# Next 3



## Bobby (May 21, 2004)

Next 3 coral snake pens in the process.:biggrin:


----------



## bill (May 21, 2004)

Sweet, looking forward to the end results.

FWIW, I like to turn them as close to the skin as possible (leaving room for the polish process. Getting them close, for me, allows to fill any air bubble with CA that might be seen.


----------



## Bobby (May 21, 2004)

Got #2 finished and it looks lots better that the other one. I trimmed it a little closer. NO BUBBLES!!!!!!!


----------



## bill (May 21, 2004)

YES!! Now your talking. That really looks very good


----------



## Bobby (May 21, 2004)

The pictures don't do the pen justice. It looks way better in person.


----------



## Bobby (May 21, 2004)

bill said:


> Sweet, looking forward to the end results.
> 
> FWIW, I like to turn them as close to the skin as possible (leaving room for the polish process. Getting them close, for me, allows to fill any air bubble with CA that might be seen.


On #1 coral snake pen I am going to try something. I got some syringes from a friend that have some very small needles. I am going to put some CA in it and try to shoot it into the bubble from the end of the pen.


----------



## Tortuga (May 21, 2004)

Don't be so 'picky', Bobby.. Hell, they all look great to me..

Really like the looks of those blanks as they come out of the cast. Think you're FINALLY getting it down right....

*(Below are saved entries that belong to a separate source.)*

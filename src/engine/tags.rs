use crate::engine::error::MalformedDirective;
use crate::model::mode::{EndingKind, EventKind};

const GAME_OVER_OPEN: &str = "[GAME_OVER";

/// Control marker found in a model reply.
#[derive(Debug, Clone, Copy, PartialEq, Eq)]
pub enum Transition {
    GameOver,
    Event(EventKind),
}

/// A model reply split into what the player sees and what drives the session.
#[derive(Debug, Clone, PartialEq, Eq)]
pub struct Directives {
    /// Reply text with every recognized marker removed.
    pub narrative: String,
    pub transition: Option<Transition>,
    /// Event text after an `EVENT` marker, or the ending name inside a
    /// `GAME_OVER` marker. Empty when there is none.
    pub payload: String,
}

impl Directives {
    pub fn ending(&self) -> Result<EndingKind, MalformedDirective> {
        self.payload.parse()
    }

    /// Narrative and payload joined back together, for a marker that is
    /// stripped but not acted upon.
    pub fn flattened(&self) -> String {
        match (self.narrative.is_empty(), self.payload.is_empty()) {
            (_, true) => self.narrative.clone(),
            (true, false) => self.payload.clone(),
            (false, false) => format!("{}\n\n{}", self.narrative, self.payload),
        }
    }

    pub fn event_text(&self, kind: EventKind) -> Result<&str, MalformedDirective> {
        if self.payload.is_empty() {
            Err(MalformedDirective::MissingEventPayload(kind))
        } else {
            Ok(&self.payload)
        }
    }
}

#[derive(Debug, Clone, Copy)]
struct Marker {
    start: usize,
    end: usize,
    transition: Transition,
    /// Byte range of the text inside a `[GAME_OVER: ...]` bracket.
    inner: (usize, usize),
}

/// Splits a raw reply at its highest-priority marker.
///
/// Priority is `GAME_OVER` > `EVENT: BOSS_BATTLE` > `EVENT: QUIZ`; only the
/// first occurrence of the winning marker counts. Matching is case-sensitive.
pub fn parse_directives(text: &str) -> Directives {
    let markers = find_markers(text);

    let winner = first_of(&markers, |t| t == Transition::GameOver)
        .or_else(|| first_of(&markers, |t| t == Transition::Event(EventKind::BossBattle)))
        .or_else(|| first_of(&markers, |t| t == Transition::Event(EventKind::Quiz)));

    let Some(winner) = winner else {
        return Directives {
            narrative: strip_markers(text, &markers, 0, text.len()).trim().to_string(),
            transition: None,
            payload: String::new(),
        };
    };

    let before = strip_markers(text, &markers, 0, winner.start);
    let after = strip_markers(text, &markers, winner.end, text.len());
    let before = before.trim();
    let after = trim_payload(&after);

    match winner.transition {
        Transition::GameOver => {
            let narrative = match (before.is_empty(), after.is_empty()) {
                (true, _) => after.to_string(),
                (false, true) => before.to_string(),
                (false, false) => format!("{before}\n\n{after}"),
            };
            Directives {
                narrative,
                transition: Some(Transition::GameOver),
                payload: trim_payload(&text[winner.inner.0..winner.inner.1]).to_string(),
            }
        }
        Transition::Event(_) => Directives {
            narrative: before.to_string(),
            transition: Some(winner.transition),
            payload: after.to_string(),
        },
    }
}

fn first_of(markers: &[Marker], pred: impl Fn(Transition) -> bool) -> Option<Marker> {
    markers.iter().copied().find(|m| pred(m.transition))
}

fn trim_payload(s: &str) -> &str {
    let s = s.trim_start();
    s.strip_prefix(':').unwrap_or(s).trim()
}

/// All marker spans in `text`, ordered by position, without overlaps.
fn find_markers(text: &str) -> Vec<Marker> {
    let mut markers = Vec::new();

    for kind in [EventKind::Quiz, EventKind::BossBattle] {
        let needle = kind.marker();
        for (start, _) in text.match_indices(needle) {
            markers.push(Marker {
                start,
                end: start + needle.len(),
                transition: Transition::Event(kind),
                inner: (0, 0),
            });
        }
    }

    let mut from = 0;
    while let Some(offset) = text[from..].find(GAME_OVER_OPEN) {
        let start = from + offset;
        let inner_start = start + GAME_OVER_OPEN.len();
        from = inner_start;

        // "[GAME_OVER]" or "[GAME_OVER: kind]"; anything else is just text.
        let rest = &text[inner_start..];
        if !(rest.starts_with(']') || rest.starts_with(':')) {
            continue;
        }
        // An unclosed marker must not borrow the bracket of a later one.
        let line_end = rest.find(|c: char| c == '[' || c == '\n').unwrap_or(rest.len());
        let Some(close) = rest[..line_end].find(']') else {
            continue;
        };
        let inner_end = inner_start + close;
        markers.push(Marker {
            start,
            end: inner_end + 1,
            transition: Transition::GameOver,
            inner: (inner_start, inner_end),
        });
        from = inner_end + 1;
    }

    markers.sort_by_key(|m| m.start);

    let mut kept: Vec<Marker> = Vec::with_capacity(markers.len());
    for m in markers {
        if kept.last().map_or(true, |prev| m.start >= prev.end) {
            kept.push(m);
        }
    }
    kept
}

/// Copies `text[lo..hi]` leaving out every marker span inside it.
fn strip_markers(text: &str, markers: &[Marker], lo: usize, hi: usize) -> String {
    let mut out = String::with_capacity(hi.saturating_sub(lo));
    let mut cursor = lo;
    for m in markers.iter().filter(|m| m.start >= lo && m.end <= hi) {
        out.push_str(&text[cursor..m.start]);
        cursor = m.end;
    }
    out.push_str(&text[cursor..hi]);
    out
}
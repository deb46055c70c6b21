use thiserror::Error;

use crate::model::mode::{EventKind, Mode};

/// Failure of the upstream chat model call.
#[derive(Debug, Error)]
pub enum ProviderError {
    #[error("could not reach the model server: {0}")]
    Transport(#[from] reqwest::Error),

    #[error("the model server rejected the credentials (HTTP {0})")]
    Auth(u16),

    #[error("the model server is out of quota")]
    Quota,

    #[error("the model server answered HTTP {status}: {body}")]
    Status { status: u16, body: String },

    #[error("unexpected reply from the model server: {0}")]
    Malformed(String),
}

/// A marker the model emitted without the data it needs.
/// Always recovered with a fallback; never reaches the player as an error.
#[derive(Debug, Clone, PartialEq, Eq, Error)]
pub enum MalformedDirective {
    #[error("{0} marker without any event text")]
    MissingEventPayload(EventKind),

    #[error("unknown ending kind {0:?}")]
    UnknownEnding(String),
}

/// Player input that does not fit the current session state.
#[derive(Debug, Clone, PartialEq, Eq, Error)]
pub enum InvalidTurnInput {
    #[error("the game is over, restart to play again")]
    GameOver,

    #[error("a {input} is not accepted during {mode} mode")]
    WrongMode { mode: Mode, input: &'static str },

    #[error("input is empty")]
    EmptyInput,

    #[error("the game has already been opened")]
    AlreadyStarted,
}

#[derive(Debug, Error)]
pub enum TurnError {
    #[error(transparent)]
    Invalid(#[from] InvalidTurnInput),

    /// The error entry has already been added to the transcript.
    #[error(transparent)]
    Provider(#[from] ProviderError),
}
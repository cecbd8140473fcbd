//! Headless demo driver
//!
//! Plays a short scripted session against the logic core and dumps the
//! final state as JSON. Useful for eyeballing log output and as a smoke
//! run; the real host (rendering, input) lives outside this crate.

use enjenir::{CardKind, SimState, update};
use glam::IVec2;

fn main() {
    env_logger::init();

    let seed = std::env::args()
        .nth(1)
        .and_then(|arg| arg.parse().ok())
        .unwrap_or(0xE17E);
    let mut sim = SimState::new(seed);
    println!(
        "seed {seed}: scenario '{}', {} cards in hand",
        sim.scenario.name,
        sim.hand.len()
    );

    // Put down whatever element cards come up, daisy-chain each new element
    // to the previous one, keep the hand topped up, and tick once per turn.
    let mut previous = None;
    for turn in 1..=6 {
        loop {
            let Some(index) = sim
                .hand
                .iter()
                .position(|card| matches!(card.kind, CardKind::Element(_)))
            else {
                break;
            };
            let cell = IVec2::new(sim.elements.len() as i32, 0);
            match sim.play_element_card(index, cell) {
                Ok(id) => {
                    if let Some(prev) = previous {
                        let _ = sim.connect(prev, id, 0);
                    }
                    previous = Some(id);
                }
                Err(err) => {
                    log::info!("turn {turn}: {err}");
                    break;
                }
            }
        }
        while sim.draw_card().is_ok() {}
        sim.end_turn();
        update(&mut sim, 1.0 / 60.0);

        println!(
            "turn {turn}: {} elements, score {}, scenario '{}'",
            sim.elements.len(),
            sim.score,
            sim.scenario.name
        );
    }

    match serde_json::to_string_pretty(&sim) {
        Ok(json) => println!("{json}"),
        Err(err) => eprintln!("state dump failed: {err}"),
    }
}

and...have ya settled on a 'market price' for them yet???...or has Barbara snatched them all up for her friends....:rotfl:


----------



## Bobby (May 21, 2004)

The blank on the stick with the blue end is one with a white tube. I got to let it degass before I cast it.

you have a pm Jim.


----------



## Tortuga (May 21, 2004)

I'd put a retail of 100 to 150 at least on them, Bobby.. If that sounds high to the prospective buyers...let 'em go out and catch their own damm coral snakes and spend the week on them like you are doing...


----------



## Flat Fish (Jun 18, 2005)

That's one mighty fine pen there Bobby.

Jim, I think you're shooting low.


----------



## Viking48 (Jan 24, 2006)

Great job Bobby.


----------



## bill (May 21, 2004)

Tortuga said:


> I'd put a retail of 100 to 150 at least on them, Bobby.. If that sounds high to the prospective buyers...let 'em go out and catch their own damm coral snakes and spend the week on them like you are doing...


LOL they go for that online, some, most much more


----------



## Bobby (May 21, 2004)

bill said:


> LOL they go for that online, some, most much more


Thats if you can find a coral snake pen. Very few of them out there without a seam.


----------



## Bobby (May 21, 2004)

:idea: Hummmmmmmmmmm!!! I wonder what a crappie skin pen would look like??? :idea:


----------



## speckle-catcher (May 20, 2004)

Bobby said:


> On #1 coral snake pen I am going to try something. I got some syringes from a friend that have some very small needles. I am going to put some CA in it and try to shoot it into the bubble from the end of the pen.


Have you tried thin CA? It should wick down into the space without needing the needle.

You might have to do a bit of cleanup if you get sloppy though.


----------



## Bobby (May 21, 2004)

speckle-catcher said:


> Have you tried thin CA? It should wick down into the space without needing the needle.
> 
> You might have to do a bit of cleanup if you get sloppy though.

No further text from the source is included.